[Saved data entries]

//! The engine facade: ranking, match creation and verification behind one
//! handle, wired from [`EngineConfig`].

use crate::config::EngineConfig;
use crate::error::{DaemonError, DaemonResult, EngineError, EngineResult};
use chrono::Utc;
use impact_anchor::{AnchorTransport, AnchoringAdapter, HttpAnchorTransport, InMemoryAnchorTransport};
use impact_ledger::{VerificationLedger, VerifyRequest};
use impact_ranking::{CauseCatalog, InMemoryCatalog, RankedCause, RankingEngine};
use impact_storage::{
    verify_attempt_chain, ImpactStorage, InMemoryMatchStore, QueryWindow, VerificationAttempt,
};
use impact_trust::{HttpTrustSource, InMemoryTrustSource, TrustGate, TrustSource};
use impact_types::{
    CauseId, ImpactStanding, Match, MatchId, MatchStatus, OrgId, ProofRecord, VolunteerId,
};
use std::sync::Arc;
use std::time::Duration;
use tokio::task::JoinHandle;
use tracing::{info, instrument, warn};

/// Matching and verification engine.
///
/// Cheap to clone; every part is shared.
#[derive(Clone)]
pub struct ImpactEngine {
    catalog: Arc<dyn CauseCatalog>,
    ranking: Arc<RankingEngine>,
    ledger: VerificationLedger,
}

impl ImpactEngine {
    /// Assemble an engine from already-built parts.
    pub fn from_parts(ranking: RankingEngine, ledger: VerificationLedger) -> Self {
        Self {
            catalog: ranking.catalog(),
            ranking: Arc::new(ranking),
            ledger,
        }
    }

    /// Build every collaborator from configuration.
    ///
    /// Without endpoints the trust source and the anchor ledger run in
    /// process, which is what local runs and tests use.
    pub async fn bootstrap(config: &EngineConfig) -> DaemonResult<Self> {
        let catalog = match &config.catalog.seed_path {
            Some(path) => {
                let catalog = InMemoryCatalog::load_json(path)?;
                info!(path = %path, "catalog seeded");
                catalog
            }
            None => InMemoryCatalog::new(),
        };
        let catalog: Arc<dyn CauseCatalog> = Arc::new(catalog);

        let causes = catalog.list_causes().await?;
        let mut tiers = config.geography.clone().unwrap_or_default();
        let added = tiers.ensure_covers(&causes);
        if !added.is_empty() {
            warn!(cities = ?added, "cause cities missing from geography table, added as singletons");
        }
        let ranking = RankingEngine::new(catalog, tiers, config.ranking.clone());

        let trust_source: Arc<dyn TrustSource> = match &config.trust.endpoint {
            Some(endpoint) => Arc::new(
                HttpTrustSource::new(
                    endpoint,
                    config.trust.fetch_timeout(),
                    config.trust.thresholds,
                )
                .map_err(|e| DaemonError::Bootstrap(format!("trust source: {}", e)))?,
            ),
            None => Arc::new(InMemoryTrustSource::with_scores(
                config.trust.thresholds,
                config
                    .trust_scores
                    .iter()
                    .map(|(org, score)| (org.as_str(), *score)),
            )),
        };
        let trust = Arc::new(TrustGate::new(trust_source, config.trust.clone()));

        let request_timeout = config.anchoring.request_timeout();
        let transport: Arc<dyn AnchorTransport> = match &config.anchoring.endpoint {
            Some(endpoint) => Arc::new(
                HttpAnchorTransport::new(endpoint, request_timeout)
                .map_err(|e| DaemonError::Bootstrap(format!("anchor transport: {}", e)))?,
            ),
            None => Arc::new(InMemoryAnchorTransport::new()),
        };
        let anchor = Arc::new(
            AnchoringAdapter::new(transport, config.anchoring.retry.clone())
                .with_request_timeout(request_timeout),
        );

        let store: Arc<dyn ImpactStorage> = Arc::new(InMemoryMatchStore::new());
        let ledger =
            VerificationLedger::new(store, trust, anchor).with_config(config.ledger.clone());
        if ledger.anchor_deadline() > config.ledger.anchor_timeout() {
            warn!(
                configured_ms = config.ledger.anchor_timeout_ms,
                effective_ms = ledger.anchor_deadline().as_millis() as u64,
                "anchor timeout shorter than the retry budget, raised"
            );
        }

        info!(
            causes = causes.len(),
            remote_trust = config.trust.endpoint.is_some(),
            remote_anchor = config.anchoring.endpoint.is_some(),
            "engine bootstrapped"
        );
        Ok(Self::from_parts(ranking, ledger))
    }

    pub fn ranking(&self) -> &RankingEngine {
        &self.ranking
    }

    pub fn ledger(&self) -> &VerificationLedger {
        &self.ledger
    }

    /// Top `k` causes for a volunteer; `None` uses the configured default.
    pub async fn rank(
        &self,
        volunteer_id: &VolunteerId,
        k: Option<usize>,
    ) -> EngineResult<Vec<RankedCause>> {
        let k = k.unwrap_or(self.ranking.config().default_k);
        Ok(self.ranking.rank_volunteer(volunteer_id, k).await?)
    }

    /// Record a volunteer's interest in a cause. Repeating the call returns
    /// the same match.
    #[instrument(skip(self), fields(volunteer_id = %volunteer_id, cause_id = %cause_id))]
    pub async fn create_match(
        &self,
        volunteer_id: &VolunteerId,
        cause_id: &CauseId,
    ) -> EngineResult<Match> {
        self.require_volunteer(volunteer_id).await?;
        if self.catalog.get_cause(cause_id).await?.is_none() {
            return Err(EngineError::NotFound(format!("Cause {} not found", cause_id)));
        }

        let created = self
            .ledger
            .store()
            .create(volunteer_id.clone(), cause_id.clone(), Utc::now())
            .await?;
        info!(match_id = %created.match_id, status = %created.status, "match recorded");
        Ok(created)
    }

    pub async fn verify(&self, request: VerifyRequest) -> EngineResult<ProofRecord> {
        Ok(self.ledger.verify_request(request).await?)
    }

    pub async fn deny(
        &self,
        match_id: &MatchId,
        verifier_org: &OrgId,
        reason: &str,
    ) -> EngineResult<Match> {
        Ok(self.ledger.deny(match_id, verifier_org, reason).await?)
    }

    pub async fn get_match(&self, match_id: &MatchId) -> EngineResult<Match> {
        self.ledger
            .store()
            .get(match_id)
            .await?
            .ok_or_else(|| EngineError::NotFound(format!("Match {} not found", match_id)))
    }

    /// Matches still waiting on a verifier, oldest first.
    pub async fn pending_for(&self, volunteer_id: &VolunteerId) -> EngineResult<Vec<Match>> {
        self.require_volunteer(volunteer_id).await?;
        Ok(self
            .ledger
            .store()
            .list_by_volunteer(volunteer_id, Some(MatchStatus::Interested))
            .await?)
    }

    pub async fn impact_standing(&self, volunteer_id: &VolunteerId) -> EngineResult<ImpactStanding> {
        self.require_volunteer(volunteer_id).await?;
        let matches = self
            .ledger
            .store()
            .list_by_volunteer(volunteer_id, None)
            .await?;
        Ok(ImpactStanding::from_matches(volunteer_id.clone(), &matches))
    }

    /// Verification audit, newest first.
    pub async fn attempts(&self, window: QueryWindow) -> EngineResult<Vec<VerificationAttempt>> {
        Ok(self.ledger.store().list_attempts(window).await?)
    }

    /// Recompute the whole audit chain.
    pub async fn audit_chain_intact(&self) -> EngineResult<bool> {
        let mut chain = self
            .ledger
            .store()
            .list_attempts(QueryWindow::default())
            .await?;
        chain.reverse();
        Ok(verify_attempt_chain(&chain)?)
    }

    async fn require_volunteer(&self, volunteer_id: &VolunteerId) -> EngineResult<()> {
        match self.catalog.get_volunteer(volunteer_id).await? {
            Some(_) => Ok(()),
            None => Err(EngineError::NotFound(format!(
                "Volunteer {} not found",
                volunteer_id
            ))),
        }
    }

    /// Start the trust refresh loop when an interval is configured.
    pub fn start_background(&self) -> Option<JoinHandle<()>> {
        let gate = self.ledger.trust_gate();
        let secs = gate.config().refresh_interval_secs;
        if secs == 0 {
            return None;
        }
        info!(interval_secs = secs, "starting trust refresh task");
        Some(gate.spawn_refresh(Duration::from_secs(secs)))
    }
}
//! Health handler

use crate::api::state::AppState;
use axum::{extract::State, Json};
use serde::Serialize;

/// Health check response
#[derive(Debug, Serialize)]
pub struct HealthCheckResponse {
    pub status: String,
    pub version: String,
    pub uptime: String,
    pub cached_trust_verdicts: usize,
}

/// Health check endpoint
pub async fn health_check(State(state): State<AppState>) -> Json<HealthCheckResponse> {
    Json(HealthCheckResponse {
        status: "healthy".to_string(),
        version: state.version.clone(),
        uptime: state.uptime(),
        cached_trust_verdicts: state.engine.ledger().trust_gate().cached_orgs(),
    })
}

Your task
Which lines of the data contain "deny"? Copy them all.

Result of the task
    pub async fn deny(
        Ok(self.ledger.deny(match_id, verifier_org, reason).await?)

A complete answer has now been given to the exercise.